Discussion questions
1. In his first chapter Johnson claims that militarism is threatening American society. He notes how war empowers government, leads to self-censorship of the media, and how regimes use fear to deny liberty. Two issues to discuss: a) is the fear he describes warranted by the realities of the situation; and b) given how Americans have turned against the war and the President, is he perhaps under-estimating the resiliency of Americans?
2. Johnson also talks about the disconnect between our claims that ‘we don’t torture’ and ‘we protect civilians’ to real world instances of the contrary. Obviously, wars are never clean and without atrocities on any side. Still, do Americans fool themselves in thinking we are ‘better’ than others in such things? How might other peoples or countries view our actions? Why do we seem to care very little about Iraqi deaths?
3. What is torture, how far do we/should the US go to get needed information?
4. Johnson argues in Chapter 2 that the Roman Republic failed to adjust to the unexpected consequences of imperialism. Is America adjusting well to the unexpected consequences of being a superpower? How apt is a comparison of the US to Rome?
Other wise, today we should talk about America’s foreign economic policy.
I would argue that there is a shift being made in economic policy akin to
foreign diplomatic or military policy. We are seeing a global rebalancing based
on a reconsideration of America’s role in the world.
Consider this in phases:
1. Unparalleled leadership in the West, 1945-68
The Bretton Woods system of fixed exchange rates and a gold standard ushered in an era of American dominance. The US would dominate the policies of the World Bank and IMF, the major global financial organs, and push for more liberalization in GATT negotiations. US corporations dominated, expanding investment as the US was a net investor, owning more and more international holdings.
Downside: Triffin dilemma, overvaluation of the dollar, inflexibility as global prosperity expanded. By the seventies, the world economy was going through a transition.
2. Uncertainty, 1968 - 1981
This was captured in the 1976 book Power and Interdependence by Keohane and Nye. They noted that the realist notion of state interests and anarchy was being challenged by the success of the American system. Borders were becoming less important, economies interdependent, and power as much economic as political. They labeled this complex interdependence, a term which in recent years was replaced by globalization in popular parlance.

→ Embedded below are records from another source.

//! 规则常量定义

/// 棋盘边长（行数与列数相同）
pub const BOARD_SIZE: usize = 8;

/// 棋盘总格数
pub const SQUARE_COUNT: usize = 64;

/// 五十回合规则的半回合阈值
pub const FIFTY_MOVE_HALFMOVES: u32 = 100;

/// 重复局面判和所需的出现次数
pub const REPETITION_LIMIT: usize = 3;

At the same time there were the energy crises of 1974 and 1979, showing the dependence on the world economy to oil, and bringing a short recession and stagflation. Still, the US remained dominant, with debt 30% of GDP (down consistently from a WWII high of 140%), and the US maintaining a current accounts surplus. The US also was still a net creditor, meaning America was investing in foreign countries, and most world MNCs were American.
3. The debt boom, 1981-93
The US in the eighties seemed to rebound, as the economy took off when oil prices went down, and US deficit spending skyrocketed. Debt went to 60% of GDP by 1989, and finally a recession from 1991-93 occurred as debt increases couldn’t continue. However, in 1985 a major change took place. The US went from being a net creditor to a net debtor. The US current account went into deficit. That required the capital account to be in surplus, meaning foreigners were investing more in the US than the US was in foreign countries. The cold war ended.

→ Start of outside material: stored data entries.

#[cfg(test)]
mod tests {
    use super::*;
    use crate::fen::Fen;

    fn perft(state: &BoardState, depth: u8) -> u64 {
        if depth == 0 {
            return 1;
        }
        MoveGenerator::generate_legal(state)
            .iter()
            .map(|mv| {
                let mut next = state.clone();
                next.apply_move(mv);
                perft(&next, depth - 1)
            })
            .sum()
    }

    #[test]
    fn test_perft_initial() {
        let state = BoardState::initial();
        assert_eq!(perft(&state, 1), 20);
        assert_eq!(perft(&state, 2), 400);
    }

    #[test]
    fn test_legal_moves_never_leave_king_attacked() {
        let fens = [
            "rnbqkbnr/pppppppp/8/8/8/8/PPPPPPPP/RNBQKBNR w KQkq - 0 1",
            "r1bqkbnr/pppp1ppp/2n5/4p3/2B1P3/5N2/PPPP1PPP/RNBQK2R b KQkq - 3 3",
            "4k3/8/8/8/8/8/4r3/4K3 w - - 0 1",
            "rnb1kbnr/pppp1ppp/8/4p3/6Pq/5P2/PPPPP2P/RNBQKBNR w KQkq - 1 3",
        ];

        for fen in fens {
            let state = Fen::parse(fen).unwrap();
            for mv in MoveGenerator::generate_legal(&state) {
                let mut next = state.clone();
                next.apply_move(&mv);
                assert!(
                    !MoveGenerator::is_in_check(&next.board, state.side_to_move),
                    "move {} leaves own king attacked in {}",
                    mv,
                    fen
                );
            }
        }
    }

    #[test]
    fn test_knight_moves_center() {
        let fen = "4k3/8/8/8/3N4/8/8/4K3 w - - 0 1";
        let state = Fen::parse(fen).unwrap();

        let knight_moves: Vec<_> = MoveGenerator::generate_legal(&state)
            .into_iter()
            .filter(|mv| mv.piece.kind == PieceKind::Knight)
            .collect();
        assert_eq!(knight_moves.len(), 8);
    }

    #[test]
    fn test_knight_moves_corner() {
        let fen = "4k3/8/8/8/8/8/8/N3K3 w - - 0 1";
        let state = Fen::parse(fen).unwrap();

        let knight_moves: Vec<_> = MoveGenerator::generate_legal(&state)
            .into_iter()
            .filter(|mv| mv.piece.kind == PieceKind::Knight)
            .collect();
        assert_eq!(knight_moves.len(), 2);
    }

    #[test]
    fn test_rook_ray_blocked_by_friendly() {
        // 车在 d4，己方兵在 d6：向上只能走一格
        let fen = "4k3/8/3P4/8/3R4/8/8/4K3 w - - 0 1";
        let state = Fen::parse(fen).unwrap();

        let rook_targets: Vec<_> = MoveGenerator::generate_legal(&state)
            .into_iter()
            .filter(|mv| mv.piece.kind == PieceKind::Rook)
            .map(|mv| mv.to)
            .collect();

        assert!(rook_targets.contains(&Square::from_algebraic("d5").unwrap()));
        assert!(!rook_targets.contains(&Square::from_algebraic("d6").unwrap()));
        assert!(!rook_targets.contains(&Square::from_algebraic("d7").unwrap()));
    }

    #[test]
    fn test_capture_ends_ray() {
        let fen = "4k3/3r4/8/8/3R4/8/8/4K3 w - - 0 1";
        let state = Fen::parse(fen).unwrap();

        let captures: Vec<_> = MoveGenerator::generate_legal(&state)
            .into_iter()
            .filter(|mv| mv.captured.is_some())
            .collect();
        assert_eq!(captures.len(), 1);
        assert_eq!(captures[0].to, Square::from_algebraic("d7").unwrap());

        // 吃子后射线终止，不能越过目标
        let all_targets: Vec<_> = MoveGenerator::generate_legal(&state)
            .into_iter()
            .map(|mv| mv.to)
            .collect();
        assert!(!all_targets.contains(&Square::from_algebraic("d8").unwrap()));
    }

    #[test]
    fn test_pinned_piece_cannot_move() {
        // d2 白象被 d7 黑车钉在王前
        let fen = "3rk3/8/8/8/8/8/3B4/3K4 w - - 0 1";
        let state = Fen::parse(fen).unwrap();

        let bishop_moves: Vec<_> = MoveGenerator::generate_legal(&state)
            .into_iter()
            .filter(|mv| mv.piece.kind == PieceKind::Bishop)
            .collect();
        assert!(bishop_moves.is_empty(), "pinned bishop must not move");
    }

    #[test]
    fn test_double_push_blocked() {
        // e3 被占时 e2 兵既不能单步也不能双步
        let fen = "4k3/8/8/8/8/4n3/4P3/4K3 w - - 0 1";
        let state = Fen::parse(fen).unwrap();

        let pawn_moves: Vec<_> = MoveGenerator::generate_legal(&state)
            .into_iter()
            .filter(|mv| mv.piece.kind == PieceKind::Pawn && mv.captured.is_none())
            .collect();
        assert!(pawn_moves.is_empty());

        // e4 被占时允许单步、禁止双步
        let fen = "4k3/8/8/8/4n3/8/4P3/4K3 w - - 0 1";
        let state = Fen::parse(fen).unwrap();

        let pawn_pushes: Vec<_> = MoveGenerator::generate_legal(&state)
            .into_iter()
            .filter(|mv| mv.piece.kind == PieceKind::Pawn && mv.captured.is_none())
            .collect();
        assert_eq!(pawn_pushes.len(), 1);
        assert_eq!(pawn_pushes[0].to, Square::from_algebraic("e3").unwrap());
    }

    #[test]
    fn test_promotion_generates_four_kinds() {
        let fen = "4k3/P7/8/8/8/8/8/4K3 w - - 0 1";
        let state = Fen::parse(fen).unwrap();

        let promotions: Vec<_> = MoveGenerator::generate_legal(&state)
            .into_iter()
            .filter(|mv| mv.promotion.is_some())
            .collect();
        assert_eq!(promotions.len(), 4);

        let kinds: Vec<_> = promotions.iter().map(|mv| mv.promotion.unwrap()).collect();
        assert!(kinds.contains(&PieceKind::Queen));
        assert!(kinds.contains(&PieceKind::Rook));
        assert!(kinds.contains(&PieceKind::Bishop));
        assert!(kinds.contains(&PieceKind::Knight));
    }

    #[test]
    fn test_castling_preconditions() {
        // f1、g1 为空且未被攻击，王翼易位合法
        let fen = "4k3/8/8/8/8/8/8/4K2R w K - 0 1";
        let state = Fen::parse(fen).unwrap();
        let castle = MoveGenerator::generate_legal(&state)
            .into_iter()
            .find(|mv| mv.castle == Some(CastleSide::King));
        assert!(castle.is_some());

        // 无权利时不生成
        let fen = "4k3/8/8/8/8/8/8/4K2R w - - 0 1";
        let state = Fen::parse(fen).unwrap();
        let castle = MoveGenerator::generate_legal(&state)
            .into_iter()
            .find(|mv| mv.castle.is_some());
        assert!(castle.is_none());

        // 中间格被占时不生成
        let fen = "4k3/8/8/8/8/8/8/4KN1R w K - 0 1";
        let state = Fen::parse(fen).unwrap();
        let castle = MoveGenerator::generate_legal(&state)
            .into_iter()
            .find(|mv| mv.castle.is_some());
        assert!(castle.is_none());
    }

    #[test]
    fn test_castling_through_attacked_square_forbidden() {
        // 黑车控制 f 列，王不能经过 f1
        let fen = "4kr2/8/8/8/8/8/8/4K2R w K - 0 1";
        let state = Fen::parse(fen).unwrap();
        let castle = MoveGenerator::generate_legal(&state)
            .into_iter()
            .find(|mv| mv.castle.is_some());
        assert!(castle.is_none());
    }

    #[test]
    fn test_castling_while_in_check_forbidden() {
        let fen = "4k3/8/8/8/8/8/4r3/4K2R w K - 0 1";
        let state = Fen::parse(fen).unwrap();
        assert!(MoveGenerator::is_in_check(&state.board, Color::White));

        let castle = MoveGenerator::generate_legal(&state)
            .into_iter()
            .find(|mv| mv.castle.is_some());
        assert!(castle.is_none());
    }

    #[test]
    fn test_attack_oracle_pawn_direction() {
        // 白兵向高行攻击，黑兵向低行攻击
        let fen = "4k3/8/8/8/3p4/8/3P4/4K3 w - - 0 1";
        let state = Fen::parse(fen).unwrap();

        assert!(MoveGenerator::is_attacked(
            &state.board,
            Square::from_algebraic("c3").unwrap(),
            Color::White
        ));
        assert!(MoveGenerator::is_attacked(
            &state.board,
            Square::from_algebraic("e3").unwrap(),
            Color::White
        ));
        assert!(!MoveGenerator::is_attacked(
            &state.board,
            Square::from_algebraic("d3").unwrap(),
            Color::White
        ));

        assert!(MoveGenerator::is_attacked(
            &state.board,
            Square::from_algebraic("c3").unwrap(),
            Color::Black
        ));
        assert!(MoveGenerator::is_attacked(
            &state.board,
            Square::from_algebraic("e3").unwrap(),
            Color::Black
        ));
    }

    #[test]
    fn test_attack_oracle_sliding_blocked() {
        // 车的攻击被中间棋子阻断
        let fen = "4k3/8/8/8/8/3P4/8/3R2K1 w - - 0 1";
        let state = Fen::parse(fen).unwrap();

        assert!(MoveGenerator::is_attacked(
            &state.board,
            Square::from_algebraic("d2").unwrap(),
            Color::White
        ));
        assert!(!MoveGenerator::is_attacked(
            &state.board,
            Square::from_algebraic("d5").unwrap(),
            Color::White
        ));
    }

    #[test]
    fn test_queen_attacks_both_ray_sets() {
        let fen = "4k3/8/8/8/3Q4/8/8/4K3 w - - 0 1";
        let state = Fen::parse(fen).unwrap();

        assert!(MoveGenerator::is_attacked(
            &state.board,
            Square::from_algebraic("d8").unwrap(),
            Color::White
        ));
        assert!(MoveGenerator::is_attacked(
            &state.board,
            Square::from_algebraic("g7").unwrap(),
            Color::White
        ));
    }

    #[test]
    fn test_check_detection() {
        let fen = "4k3/8/8/8/8/8/4r3/4K3 w - - 0 1";
        let state = Fen::parse(fen).unwrap();

        assert!(MoveGenerator::is_in_check(&state.board, Color::White));
        assert!(!MoveGenerator::is_in_check(&state.board, Color::Black));
    }

    #[test]
    fn test_checkmate_back_rank() {
        let fen = "R5k1/5ppp/8/8/8/8/8/4K3 b - - 0 1";
        let state = Fen::parse(fen).unwrap();
        assert!(MoveGenerator::is_checkmate(&state));
    }

    #[test]
    fn test_check_but_not_checkmate() {
        let fen = "4k3/8/8/8/8/8/4r3/4K3 w - - 0 1";
        let state = Fen::parse(fen).unwrap();
        assert!(MoveGenerator::is_in_check(&state.board, Color::White));
        assert!(!MoveGenerator::is_checkmate(&state));
    }

    #[test]
    fn test_stalemate() {
        // 经典逼和：黑王 h8 无路可走但未被将军
        let fen = "7k/5Q2/6K1/8/8/8/8/8 b - - 0 1";
        let state = Fen::parse(fen).unwrap();

        assert!(!MoveGenerator::is_in_check(&state.board, Color::Black));
        assert!(MoveGenerator::is_stalemate(&state));
        assert!(!MoveGenerator::is_checkmate(&state));
    }

    #[test]
    fn test_move_coordinate_notation() {
        let state = BoardState::initial();
        let mv = MoveGenerator::generate_legal(&state)
            .into_iter()
            .find(|mv| {
                mv.from == Square::from_algebraic("e2").unwrap()
                    && mv.to == Square::from_algebraic("e4").unwrap()
            })
            .unwrap();
        assert_eq!(mv.coordinate(), "e2e4");
        assert_eq!(mv.to_string(), "e2 -> e4");

        let fen = "4k3/P7/8/8/8/8/8/4K3 w - - 0 1";
        let state = Fen::parse(fen).unwrap();
        let promo = MoveGenerator::generate_legal(&state)
            .into_iter()
            .find(|mv| mv.promotion == Some(PieceKind::Queen))
            .unwrap();
        assert_eq!(promo.coordinate(), "a7a8q");
    }
}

4. The bubble economy, 1993-2007
The US then rebounded, maintaining the high debt level, but persisting off of bubble economies. In 1993 low oil prices helped end the recession, and soon US stocks took off, especially as the US budget came towards surplus by the end of the decade. Furthermore, the US was running an increasingly high current accounts deficit, bringing more foreign capital to American bond and portfolio markets. The result was a run up in apparent wealth that convinced people the good times were here at least. It was an optimism not seen since the late 20s!
In 2000 the stock market bubble burst, as did the idea that surpluses would increase. The al qaeda attack of 2001 further weakened the economy and increased the debt, but another bubble took over: the property bubble. Like with the stock bubble, people assumed wealth would keep growing. They’d finance homes at 125% value, knowing that the value would go up. They’d take subprime mortgages, knowing that once the value went up they could refinance. With increasing values loans were seen as low risk, so banks became very lax, and even committed fraud to get loans for customers (knowing that as long as the loan was paid, no one would ask any questions).
Impact: high consumer spending and consumer debt. Homes used like ATM machines, people flipping houses and thinking they’d be able to leverage themselves to prosperity.
This bubble finally collapsed in 2007. Result: it looks like a recession coming, as consumer spending is unlikely to resume (high debt, lower property values), and a decrease in the dollar’s value as foreigners no longer want to sustain our current account deficit (down over a percentage since it’s height, to be sure).
5. The rebalancing:
The US is no longer in a position of dominance, and is now the largest net debtor, with a dollar arguably still overvalued. The US dollar is becoming not the "top currency," but one of the major currencies, and the influence of the US is being called into question.